Weigh out 320 grams of whole clementines. Cut off the stem end, just enough to remove the stem, and then cut them in half. Place the clementines in the food processor and process until the peel is completely broken down into very small pieces. You made need to stop the food processor, scrape down the sides and then continue processing the clementines.

Clementine Oranges in Food Processor
Add Clementine Oranges to Food Processor

Pour the clementine puree into a 2-cup measuring cup. You should have about 1-1/2 cups of puree. If you have more remove the excess. If you have less return the pulp to the food processor and add another mandarin. Process until everything is broken down.

Pureed Clementine Oranges in glass measuring cup
Pureed Clementine Oranges

Add the sour cream to the clementine puree and whisk to combine. You should have a total of 2 cups of the clementine-sour cream mixture.

Cream the butter and sugar together until it’s lighter in color and looks creamy. Add the eggs one at a time, beating after each addition. Until all the eggs are incorporated.

Alternate the addition of the flour mixture and the clementine-sour cream mixture mixing on low after each addition.

Scrape the sides and bottom of the bowl and mix the batter on low for about 20 seconds to ensure everything is combined.

Clementine Cake Batter in bowl of stand mixer
Cake Batter


I used the Brilliance Bundt Pan for this recipe, but you can use any bundt pan that has at least a 10 cup capacity. Spray the pan with Baker’s Joy or equivalent baking spray (do not use regular cooking spray).

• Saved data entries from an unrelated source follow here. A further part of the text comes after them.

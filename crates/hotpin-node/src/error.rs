//! Error types for the hotpin daemon.
//!
//! Everything here is a startup failure: once the reconciler is running it
//! handles its own errors and never returns one.

use thiserror::Error;

/// Result type for daemon operations.
pub type Result<T> = std::result::Result<T, Error>;

/// Errors that stop the daemon from starting.
#[derive(Debug, Error)]
pub enum Error {
    /// Storage error
    #[error("Storage error: {0}")]
    Storage(String),

    /// Serialization error
    #[error("Serialization error: {0}")]
    Serialization(#[from] serde_json::Error),

    /// Invalid configuration
    #[error("Configuration error: {0}")]
    Config(String),

    /// Reconciler setup error
    #[error("Reconciler error: {0}")]
    Core(#[from] hotpin_core::Error),

    /// HTTP client error
    #[error("HTTP client error: {0}")]
    Http(#[from] reqwest::Error),

    /// Background task failure
    #[error("Task error: {0}")]
    Task(String),

    /// IO error
    #[error("IO error: {0}")]
    Io(#[from] std::io::Error),
}

impl From<rocksdb::Error> for Error {
    fn from(e: rocksdb::Error) -> Self {
        Error::Storage(e.to_string())
    }
}
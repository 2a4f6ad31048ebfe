//! The contract hotpin consumes from a content-addressed storage node.
//!
//! Storage, block exchange, routing and naming all live behind [`Node`].
//! The node owns the pin set and is responsible for its own concurrency
//! safety; callers hold no locks around these calls.

use crate::cid::{Cid, ContentPath};
use crate::error::NodeError;
use async_trait::async_trait;
use futures::stream::BoxStream;
use serde::{Deserialize, Serialize};
use std::fmt;
use std::str::FromStr;

/// Result type for node calls.
pub type NodeResult<T> = std::result::Result<T, NodeError>;

/// A lazy, finite listing of pins. Each call to [`Node::list_pins`] lists afresh.
pub type PinStream = BoxStream<'static, NodeResult<PinEntry>>;

/// How a CID is pinned.
#[derive(Debug, Clone, Copy, PartialEq, Eq, Hash, Serialize, Deserialize)]
#[serde(rename_all = "lowercase")]
pub enum PinMode {
    /// Only the named object is retained.
    Direct,
    /// The object and everything it references is retained.
    Recursive,
    /// Retained because some recursive pin references it.
    Indirect,
}

impl PinMode {
    pub fn is_recursive(self) -> bool {
        matches!(self, PinMode::Recursive)
    }

    /// Whether this mode retains the object on its own account.
    pub fn is_explicit(self) -> bool {
        !matches!(self, PinMode::Indirect)
    }
}

impl fmt::Display for PinMode {
    fn fmt(&self, f: &mut fmt::Formatter<'_>) -> fmt::Result {
        match self {
            PinMode::Direct => f.write_str("direct"),
            PinMode::Recursive => f.write_str("recursive"),
            PinMode::Indirect => f.write_str("indirect"),
        }
    }
}

impl FromStr for PinMode {
    type Err = NodeError;

    /// Accepts the node's type labels, including `indirect through <cid>`.
    fn from_str(s: &str) -> NodeResult<Self> {
        match s {
            "direct" => Ok(PinMode::Direct),
            "recursive" => Ok(PinMode::Recursive),
            s if s.starts_with("indirect") => Ok(PinMode::Indirect),
            other => Err(NodeError::Malformed(format!("unknown pin type {:?}", other))),
        }
    }
}

/// One entry of a pin listing.
#[derive(Debug, Clone, PartialEq, Eq)]
pub struct PinEntry {
    pub cid: Cid,
    pub mode: PinMode,
}

impl PinEntry {
    pub fn new(cid: Cid, mode: PinMode) -> Self {
        Self { cid, mode }
    }
}

/// Swarm-level statistics, logged alongside each tick.
#[derive(Debug, Clone, Copy, Default, PartialEq, Eq)]
pub struct SwarmStats {
    pub peers: usize,
    pub total_in: u64,
    pub total_out: u64,
}

/// A content-addressed storage node.
#[async_trait]
pub trait Node: Send + Sync {
    /// Look up a naming-system pointer, yielding the content path it is bound to.
    async fn resolve_name(&self, pointer: &str) -> NodeResult<ContentPath>;

    /// Dereference a content path to the CID of the object it names.
    async fn stat_path(&self, path: &ContentPath) -> NodeResult<Cid>;

    /// List current pins: recursive pins when `recursive`, direct pins otherwise.
    async fn list_pins(&self, recursive: bool) -> NodeResult<PinStream>;

    /// How `cid` is pinned, if at all.
    async fn is_pinned(&self, cid: &Cid) -> NodeResult<Option<PinMode>>;

    /// Pin the object at `path`.
    async fn pin(&self, path: &ContentPath, recursive: bool) -> NodeResult<()>;

    /// Remove a pin. Fails with [`NodeError::NotPinned`] when there is none.
    async fn unpin(&self, cid: &Cid, recursive: bool) -> NodeResult<()>;

    /// All directly pinned CIDs.
    async fn direct_keys(&self) -> NodeResult<Vec<Cid>>;

    /// Peer count and bandwidth totals.
    async fn swarm_stats(&self) -> NodeResult<SwarmStats> {
        Err(NodeError::Unsupported("swarm stats"))
    }
}
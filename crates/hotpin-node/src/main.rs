//! Hotpin Node binary
//!
//! Keeps a Kubo node pinned to the current hot dataset.

use hotpin_node::{HotpinConfig, HotpinNode};
use tracing_subscriber::{layer::SubscriberExt, util::SubscriberInitExt};

#[tokio::main]
async fn main() -> Result<(), Box<dyn std::error::Error>> {
    // Initialize tracing
    tracing_subscriber::registry()
        .with(
            tracing_subscriber::EnvFilter::try_from_default_env()
                .unwrap_or_else(|_| "hotpin_node=info,hotpin_core=info".into()),
        )
        .with(tracing_subscriber::fmt::layer())
        .init();

    tracing::info!("Starting Hotpin Node");

    let config = HotpinConfig::from_env().map_err(|e| {
        tracing::error!("Invalid configuration: {}", e);
        e
    })?;

    let node = HotpinNode::new(config).map_err(|e| {
        tracing::error!("Startup failed: {}", e);
        e
    })?;
    node.run().await?;

    Ok(())
}
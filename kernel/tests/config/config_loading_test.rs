/*!
 * Configuration Loading Tests
 * JSON files and SCHED_* environment overrides
 */

use pretty_assertions::assert_eq;
use process_scheduler::{Config, SchedulerError};
use serial_test::serial;
use std::io::Write;
use std::time::Duration;

const OVERRIDES: [&str; 5] = [
    "SCHED_ADMISSION_INTERVAL_MS",
    "SCHED_DISPATCH_INTERVAL_MS",
    "SCHED_MONITOR_BACKOFF_MS",
    "SCHED_MEMORY_CAPACITY",
    "SCHED_PROCESSOR_CAPACITY_MS",
];

fn clear_env() {
    for key in OVERRIDES {
        std::env::remove_var(key);
    }
}

#[test]
fn test_load_from_file() {
    let mut file = tempfile::NamedTempFile::new().unwrap();
    write!(
        file,
        r#"{{
            "system": {{ "memory_slots": [4096], "processors": [60000], "monitor_backoff": 500 }},
            "scheduler": {{ "dispatch_interval": 250, "external_wait": {{ "min": 10, "max": 20 }} }}
        }}"#
    )
    .unwrap();

    let config = Config::from_file(file.path()).unwrap();
    assert_eq!(config.system.memory_slots, vec![4096]);
    assert_eq!(config.system.processors, vec![Duration::from_secs(60)]);
    assert_eq!(config.system.monitor_backoff, Duration::from_millis(500));
    assert_eq!(config.scheduler.dispatch_interval, Duration::from_millis(250));
    assert_eq!(config.scheduler.external_wait.max, Duration::from_millis(20));
    assert_eq!(config.scheduler.admission_interval, Duration::from_millis(100));
}

#[test]
fn test_invalid_file_is_a_configuration_error() {
    let mut file = tempfile::NamedTempFile::new().unwrap();
    write!(file, r#"{{ "scheduler": {{ "admission_interval": 0 }} }}"#).unwrap();
    assert!(matches!(
        Config::from_file(file.path()),
        Err(SchedulerError::Configuration(_))
    ));

    let mut garbage = tempfile::NamedTempFile::new().unwrap();
    write!(garbage, "not json").unwrap();
    assert!(matches!(
        Config::from_file(garbage.path()),
        Err(SchedulerError::Configuration(_))
    ));
}

#[test]
fn test_missing_file_is_a_configuration_error() {
    let dir = tempfile::tempdir().unwrap();
    let result = Config::from_file(dir.path().join("absent.json"));
    assert!(matches!(result, Err(SchedulerError::Configuration(_))));
}

#[test]
#[serial]
fn test_env_overrides_take_precedence() {
    clear_env();
    std::env::set_var("SCHED_ADMISSION_INTERVAL_MS", "25");
    std::env::set_var("SCHED_MEMORY_CAPACITY", "4096");
    std::env::set_var("SCHED_PROCESSOR_CAPACITY_MS", "1000");

    let config = Config::default().with_env_overrides().unwrap();
    clear_env();

    assert_eq!(config.scheduler.admission_interval, Duration::from_millis(25));
    assert_eq!(config.system.memory_slots, vec![4096]);
    assert_eq!(config.system.processors, vec![Duration::from_secs(1)]);
}

#[test]
#[serial]
fn test_malformed_env_override_is_rejected() {
    clear_env();
    std::env::set_var("SCHED_DISPATCH_INTERVAL_MS", "soon");

    let result = Config::default().with_env_overrides();
    clear_env();

    assert!(matches!(result, Err(SchedulerError::Configuration(_))));
}

#[test]
#[serial]
fn test_zero_env_override_fails_validation() {
    clear_env();
    std::env::set_var("SCHED_MONITOR_BACKOFF_MS", "0");

    let result = Config::default().with_env_overrides();
    clear_env();

    assert!(matches!(result, Err(SchedulerError::Configuration(_))));
}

Pour the batter into the pan and tap the pan on the counter lined with a dish towel to settle the cake into the groves. This step is really important if you’re using a bundt pan with an intricate design and lots of crevices.

Bake the cake until it the center temperature is 202F degrees and the cake has risen, set and firm to the touch. While the cake is baking it may rise a little over the edges of the bundt pan, but don’t worry, it won’t overflow and will settle back down.

Clementine Cake on a white plate surrounded by mandarin oranges
Clementine Cake

When the cake is removed from the pan, the color can range from a golden brown to a dark brown. The cake may be darker than what’s pictured here because the amount of sugar in the mandarins will vary and your pan may conduct heat differently.

If the cake is darker in color that’s okay as long as it’s not overbaked.


  • Measure your flour by weighing it. Weighing the flour is the best way to ensure you don’t have too much flour which will result in a dry cake or too little, which might cause the ake to collapse
  • Don’t overmix the cake batter. Overmixing could result in large holes or the development of a tunnel in the center of the cake.
  • Spray your bundt pan right before you add the batter so the spray doesn’t settle at the bottom of the pan. If using a combination of butter and flour to prep your pan instead of the baking spray do that step before you start mixing ingredients.
  • Let the cake cool in the pan about 15 minutes. If you remove the cake too soon it might stick to the pan and break as you invert it. If you let the cake sit too long it will stick to the pan and be hard to get out of the pan.
Clementine Cake on a white plate surrounded by mandarin oranges
Clementine Cake with Orange Glaze


Why did my cake sunk after removing it from the oven?

If the cake sunk it could be because not enough flour was added or because the cake was overmixed.

Why are there large holes in my cake?

If there are large holes in the cake it is most likely because the batter was overmixed. Overmixing can occur when you cream the butter and sugar too long, introducing more air into the cake.

Why did my cake stick to the pan?

Your cake stuck to the pan either because you did not use enough baking spray on the pan or you let it sit too long in the pan after it was removed from the oven.

Why is my cake tough and dense?

If your cake is tough and dense that may be caused by using cold eggs.